Changes to fibrinolysis in patients with systemic lupus erythematosus are associated with endothelial cell damage and inflammation, but not antiphospholipid antibodies.

Abstract

We investigated whether changes to fibrinolysis were associated with other manifestations of systemic lupus erythematosus (SLE), including antiphospholipid (APL) antibody status, endothelial damage, and inflammation. Ninety-four patients (36 SLE patients, 58 healthy controls) were recruited from Tasmania, Australia. Circulating levels of plasminogen, α2-antiplasmin, tissue-type plasminogen activator, plasminogen activator inhibitor-1, and thrombin-activatable fibrinolysis inhibitor (TAFI) were measured, as well as APL antibodies (including lupus anticoagulant, anticardiolipin, and antibeta-2 glycoprotein-1 antibodies), soluble E-selectin, and interleukin-6. Whereas there was a significant decrease in plasminogen (patient vs. control; median) (210 vs. 444 ng/ml; P < 0.0001) and increase in α2-antiplasmin (0.53 vs. 0.09 μg/ml; P = 0.0007), there was increased t-PA (0.65 vs. 0.40 ng/ml; P = 0.0001) and decreased TAFI (8.8 vs. 10.0 ng/ml; P = 0.002) in SLE patients compared to healthy controls.
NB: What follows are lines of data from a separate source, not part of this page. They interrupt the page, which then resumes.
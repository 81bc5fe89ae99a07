//! Worker budget for concurrent transition executions

use std::sync::Arc;
use tokio::sync::{OwnedSemaphorePermit, Semaphore};

/// Bounds the number of executions in flight in one process.
///
/// Permits are owned so they can travel with a detached execution task and
/// are returned when that task finishes. The scheduler never waits for a
/// permit: a cycle only dispatches what fits in the free slots.
#[derive(Debug, Clone)]
pub struct ConcurrencyLimiter {
    semaphore: Arc<Semaphore>,
    max_concurrent: usize,
}

impl ConcurrencyLimiter {
    pub fn new(max_concurrent: usize) -> Self {
        Self {
            semaphore: Arc::new(Semaphore::new(max_concurrent)),
            max_concurrent,
        }
    }

    /// Take a slot if one is free right now
    pub fn try_acquire(&self) -> Option<OwnedSemaphorePermit> {
        self.semaphore.clone().try_acquire_owned().ok()
    }

    /// Free slots; the scheduler's per-cycle budget
    pub fn available(&self) -> usize {
        self.semaphore.available_permits()
    }

    /// Executions currently holding a slot
    pub fn in_use(&self) -> usize {
        self.max_concurrent
            .saturating_sub(self.semaphore.available_permits())
    }
}

#[cfg(test)]
mod tests {
    use super::*;

    #[test]
    fn test_permits_are_returned_on_drop() {
        let limiter = ConcurrencyLimiter::new(2);
        assert_eq!(limiter.available(), 2);

        let first = limiter.try_acquire().unwrap();
        let second = limiter.try_acquire().unwrap();
        assert_eq!(limiter.available(), 0);
        assert_eq!(limiter.in_use(), 2);
        assert!(limiter.try_acquire().is_none());

        drop(first);
        assert_eq!(limiter.available(), 1);
        drop(second);
        assert_eq!(limiter.available(), 2);
    }

    #[tokio::test]
    async fn test_permit_travels_with_task() {
        let limiter = ConcurrencyLimiter::new(1);
        let permit = limiter.try_acquire().unwrap();

        let handle = tokio::spawn(async move {
            let _permit = permit;
        });
        handle.await.unwrap();
        assert_eq!(limiter.available(), 1);
    }
}
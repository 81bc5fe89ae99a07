//! Storage contract used by the runtime

use crate::models::StateCount;
use crate::Result;
use async_trait::async_trait;
use chrono::{DateTime, Utc};
use stator_core::{EntityRecord, EntityRef, EntityType, RetryPolicy, StateName};
use std::time::Duration;

/// Selection of due entities for one schedulable `(entity_type, state)` pair.
///
/// An entity matches when it is in `state`, below the policy's attempt
/// ceiling, not under a live lease, past its backoff delay and (when
/// `min_state_age` is set) has been in the state at least that long.
#[derive(Debug, Clone, PartialEq)]
pub struct DueQuery {
    pub entity_type: EntityType,
    pub state: StateName,
    pub retry: RetryPolicy,
    pub min_state_age: Option<Duration>,
}

impl DueQuery {
    pub fn new(entity_type: EntityType, state: StateName, retry: RetryPolicy) -> Self {
        Self {
            entity_type,
            state,
            retry,
            min_state_age: None,
        }
    }

    pub fn with_min_state_age(mut self, age: Duration) -> Self {
        self.min_state_age = Some(age);
        self
    }

    /// Whether `record` satisfies this query at `now`
    pub fn matches(&self, record: &EntityRecord, now: DateTime<Utc>) -> bool {
        if record.entity.entity_type != self.entity_type || record.state != self.state {
            return false;
        }
        if let Some(age) = self.min_state_age {
            let age = chrono::Duration::from_std(age).unwrap_or(chrono::Duration::MAX);
            if record.time_in_state(now) < age {
                return false;
            }
        }
        record.is_due(&self.retry, now)
    }
}

/// The single write performed when an execution or manual trigger finishes.
///
/// Every update also clears the lease fields.
#[derive(Debug, Clone, PartialEq, Eq)]
pub enum StateUpdate {
    /// Enter `state`; resets the attempt counters.
    /// `state_changed` becomes `max(previous, at)`.
    Transitioned { state: StateName, at: DateTime<Utc> },

    /// Record a failed attempt; the state is left unchanged
    Attempted { attempt_count: u32, at: DateTime<Utc> },
}

/// Persistence of entity state records
#[async_trait]
pub trait StateStore: Send + Sync {
    /// Insert a new record; fails with `AlreadyExists` on a duplicate key
    async fn insert(&self, record: &EntityRecord) -> Result<()>;

    async fn get(&self, entity: &EntityRef) -> Result<Option<EntityRecord>>;

    /// Due entities across all `queries`, oldest due first, at most `limit`
    async fn find_due(
        &self,
        queries: &[DueQuery],
        now: DateTime<Utc>,
        limit: usize,
    ) -> Result<Vec<EntityRecord>>;

    /// Atomically claim `entity` for `owner` until `until`.
    ///
    /// Succeeds only if no live lease exists at `now`; returns the claimed
    /// row, or `None` when another holder's lease is live or the row is gone.
    async fn try_claim(
        &self,
        entity: &EntityRef,
        owner: &str,
        now: DateTime<Utc>,
        until: DateTime<Utc>,
    ) -> Result<Option<EntityRecord>>;

    /// Apply `update` and release the lease, only if `owner` still holds it.
    ///
    /// Returns `false` (and writes nothing) when the lease was lost.
    async fn complete(
        &self,
        entity: &EntityRef,
        owner: &str,
        update: &StateUpdate,
    ) -> Result<bool>;

    /// Clear the lease fields if `owner` still holds them
    async fn release(&self, entity: &EntityRef, owner: &str) -> Result<bool>;

    /// Remove a record; returns whether it existed
    async fn delete(&self, entity: &EntityRef) -> Result<bool>;

    /// Entities with failed attempts, most attempts first.
    ///
    /// `entity_type` narrows the selection before `limit` applies.
    async fn list_stuck(
        &self,
        entity_type: Option<&EntityType>,
        limit: usize,
    ) -> Result<Vec<EntityRecord>>;

    /// Entity counts per `(entity_type, state)`
    async fn count_by_state(&self) -> Result<Vec<StateCount>>;
}
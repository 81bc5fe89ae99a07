//! Mock implementations for handlers and collaborators
//!
//! Scripted mocks replay a fixed sequence of results and count their calls,
//! so tests can assert both what happened and how often the handler ran.

use async_trait::async_trait;
use parking_lot::Mutex;
use stator_core::{EntityRecord, StateName, Transition, TransitionHandler};
use stator_federation::{ActorFetch, ActorFetcher};
use std::collections::VecDeque;
use std::sync::atomic::{AtomicUsize, Ordering};
use std::time::Duration;
use uuid::Uuid;

/// One scripted handler result
#[derive(Debug, Clone)]
pub enum Step {
    Advance(StateName),
    Retry,
    Fail(String),
    /// Return an `Err` from the handler
    Error(String),
    /// Sleep, then return the inner step
    Sleep(Duration, Box<Step>),
}

impl Step {
    pub fn advance(state: impl Into<StateName>) -> Self {
        Step::Advance(state.into())
    }

    pub fn sleep(duration: Duration, then: Step) -> Self {
        Step::Sleep(duration, Box::new(then))
    }
}

/// Transition handler replaying a script
///
/// Once the script runs out every call returns [`Transition::Retry`].
#[derive(Debug, Default)]
pub struct ScriptedHandler {
    script: Mutex<VecDeque<Step>>,
    calls: AtomicUsize,
    seen: Mutex<Vec<Uuid>>,
}

impl ScriptedHandler {
    pub fn new(script: impl IntoIterator<Item = Step>) -> Self {
        Self {
            script: Mutex::new(script.into_iter().collect()),
            ..Default::default()
        }
    }

    /// Handler that always asks to retry
    pub fn always_retry() -> Self {
        Self::default()
    }

    /// Append steps to the script
    pub fn push(&self, step: Step) {
        self.script.lock().push_back(step);
    }

    pub fn calls(&self) -> usize {
        self.calls.load(Ordering::SeqCst)
    }

    /// Entity ids in the order the handler saw them
    pub fn seen(&self) -> Vec<Uuid> {
        self.seen.lock().clone()
    }
}

#[async_trait]
impl TransitionHandler for ScriptedHandler {
    async fn handle(&self, entity: &EntityRecord) -> anyhow::Result<Transition> {
        self.calls.fetch_add(1, Ordering::SeqCst);
        self.seen.lock().push(entity.entity.id);

        let mut step = self.script.lock().pop_front().unwrap_or(Step::Retry);
        loop {
            match step {
                Step::Advance(state) => return Ok(Transition::Advance(state)),
                Step::Retry => return Ok(Transition::Retry),
                Step::Fail(reason) => return Ok(Transition::Fail(reason)),
                Step::Error(msg) => return Err(anyhow::anyhow!(msg)),
                Step::Sleep(duration, then) => {
                    tokio::time::sleep(duration).await;
                    step = *then;
                }
            }
        }
    }
}

/// [`ActorFetcher`] replaying scripted results
///
/// `Err(msg)` entries become handler errors; an exhausted script reports
/// `Updated`.
#[derive(Debug, Default)]
pub struct ScriptedActorFetcher {
    results: Mutex<VecDeque<Result<ActorFetch, String>>>,
    calls: AtomicUsize,
}

impl ScriptedActorFetcher {
    pub fn new(results: impl IntoIterator<Item = Result<ActorFetch, String>>) -> Self {
        Self {
            results: Mutex::new(results.into_iter().collect()),
            calls: AtomicUsize::new(0),
        }
    }

    pub fn calls(&self) -> usize {
        self.calls.load(Ordering::SeqCst)
    }
}

#[async_trait]
impl ActorFetcher for ScriptedActorFetcher {
    async fn fetch_actor(&self, _identity_id: Uuid) -> anyhow::Result<ActorFetch> {
        self.calls.fetch_add(1, Ordering::SeqCst);
        match self.results.lock().pop_front() {
            Some(Ok(fetch)) => Ok(fetch),
            Some(Err(msg)) => Err(anyhow::anyhow!(msg)),
            None => Ok(ActorFetch::Updated),
        }
    }
}
//! Database models for entity state records

use chrono::{DateTime, Utc};
use serde::{Deserialize, Serialize};
use sqlx::FromRow;
use stator_core::{EntityRecord, EntityRef, EntityType, StateName};
use uuid::Uuid;

/// Row of the `stator_entities` table
#[derive(Debug, Clone, Serialize, Deserialize, FromRow)]
pub struct EntityModel {
    pub entity_type: String,
    pub entity_id: Uuid,
    pub state: String,
    pub state_changed: DateTime<Utc>,
    pub state_attempted: Option<DateTime<Utc>>,
    pub attempt_count: i32,
    pub state_locked_until: Option<DateTime<Utc>>,
    pub state_lock_owner: Option<String>,
    pub created_at: DateTime<Utc>,
    pub updated_at: DateTime<Utc>,
}

impl EntityModel {
    pub fn from_record(record: &EntityRecord, updated_at: DateTime<Utc>) -> Self {
        Self {
            entity_type: record.entity.entity_type.as_str().to_string(),
            entity_id: record.entity.id,
            state: record.state.as_str().to_string(),
            state_changed: record.state_changed,
            state_attempted: record.state_attempted,
            attempt_count: i32::try_from(record.attempt_count).unwrap_or(i32::MAX),
            state_locked_until: record.state_locked_until,
            state_lock_owner: record.state_lock_owner.clone(),
            created_at: record.created_at,
            updated_at,
        }
    }
}

impl From<EntityModel> for EntityRecord {
    fn from(model: EntityModel) -> Self {
        EntityRecord {
            entity: EntityRef::new(EntityType::new(model.entity_type), model.entity_id),
            state: StateName::new(model.state),
            state_changed: model.state_changed,
            state_attempted: model.state_attempted,
            attempt_count: u32::try_from(model.attempt_count).unwrap_or(0),
            state_locked_until: model.state_locked_until,
            state_lock_owner: model.state_lock_owner,
            created_at: model.created_at,
        }
    }
}

/// Number of entities of one type sitting in one state
#[derive(Debug, Clone, PartialEq, Eq, Serialize, Deserialize, FromRow)]
pub struct StateCount {
    pub entity_type: String,
    pub state: String,
    pub count: i64,
}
Plasminogen was significantly associated with α2-antiplasmin (rho = -0.563, P < 0.001); TAFI (rho = 0.410, P = 0.011); soluble E-selectin (rho = 0.531, P = 0.001); and interleukin-6 (rho = 0.489, P = 0.002) in SLE patients; however, APL antibody status was not associated with any of the markers measured. This study has demonstrated that fibrinolysis is significantly altered in patients with SLE compared to controls, and associated with endothelial cell damage and inflammation, but not APL antibody status.